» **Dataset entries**

*** Block opens ***

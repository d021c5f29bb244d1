use serde::{Deserialize, Serialize};

/// Definition of a tool the model can call
#[derive(Debug, Clone, Serialize, Deserialize)]
pub struct ToolDefinition {
    /// Tool type (always "function")
    #[serde(rename = "type", default = "super::message::function_type")]
    pub tool_type: String,
    /// Function specification
    pub function: FunctionDefinition,
}

/// Specification of a callable function
#[derive(Debug, Clone, Serialize, Deserialize)]
pub struct FunctionDefinition {
    /// Function name
    pub name: String,
    /// Human-readable description
    #[serde(default, skip_serializing_if = "Option::is_none")]
    pub description: Option<String>,
    /// JSON Schema for the function parameters
    #[serde(default, skip_serializing_if = "Option::is_none")]
    pub parameters: Option<serde_json::Value>,
}

impl FunctionDefinition {
    /// Parameter schema, defaulting to an empty object schema
    pub fn schema(&self) -> serde_json::Value {
        self.parameters
            .clone()
            .unwrap_or_else(|| serde_json::json!({"type": "object", "properties": {}}))
    }
}

/// How the model should select tools, as sent on the wire
#[derive(Debug, Clone, Serialize, Deserialize)]
#[serde(untagged)]
pub enum ToolChoice {
    /// `"none"`, `"auto"`, or `"required"`
    Mode(ToolChoiceMode),
    /// `{"type": "function", "function": {"name": ...}}`
    Named(NamedToolChoice),
}

impl ToolChoice {
    /// Normalised policy
    pub fn policy(&self) -> ToolPolicy<'_> {
        match self {
            Self::Mode(ToolChoiceMode::None) => ToolPolicy::None,
            Self::Mode(ToolChoiceMode::Auto) => ToolPolicy::Auto,
            Self::Mode(ToolChoiceMode::Required) => ToolPolicy::Required,
            Self::Named(named) => ToolPolicy::Named(&named.function.name),
        }
    }
}

/// Tool selection mode
#[derive(Debug, Clone, Copy, PartialEq, Eq, Serialize, Deserialize)]
#[serde(rename_all = "lowercase")]
pub enum ToolChoiceMode {
    /// Model will not call any tools
    None,
    /// Model decides whether to call tools
    Auto,
    /// Model must call at least one tool
    Required,
}

/// Force the model to call a specific function
#[derive(Debug, Clone, Serialize, Deserialize)]
pub struct NamedToolChoice {
    /// Always "function"
    #[serde(rename = "type", default = "super::message::function_type")]
    pub choice_type: String,
    /// Function to call
    pub function: FunctionName,
}

/// Function name reference within a forced tool choice
#[derive(Debug, Clone, Serialize, Deserialize)]
pub struct FunctionName {
    /// Name of the function to call
    pub name: String,
}

/// Vendor-neutral tool-choice policy
#[derive(Debug, Clone, Copy, PartialEq, Eq)]
pub enum ToolPolicy<'a> {
    /// Vendor decides
    Auto,
    /// At least one tool call is required
    Required,
    /// No tool calls; the field is omitted on the vendor side
    None,
    /// This tool must be called
    Named(&'a str),
}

*** Block closes ***

» **Work to complete**
The expected output is the lines from the one with "the function to call" through the end of the data, exactly as written and nothing more.

» **Exercise solution**
    /// Name of the function to call
    pub name: String,
}

/// Vendor-neutral tool-choice policy
#[derive(Debug, Clone, Copy, PartialEq, Eq)]
pub enum ToolPolicy<'a> {
    /// Vendor decides
    Auto,
    /// At least one tool call is required
    Required,
    /// No tool calls; the field is omitted on the vendor side
    None,
    /// This tool must be called
    Named(&'a str),
}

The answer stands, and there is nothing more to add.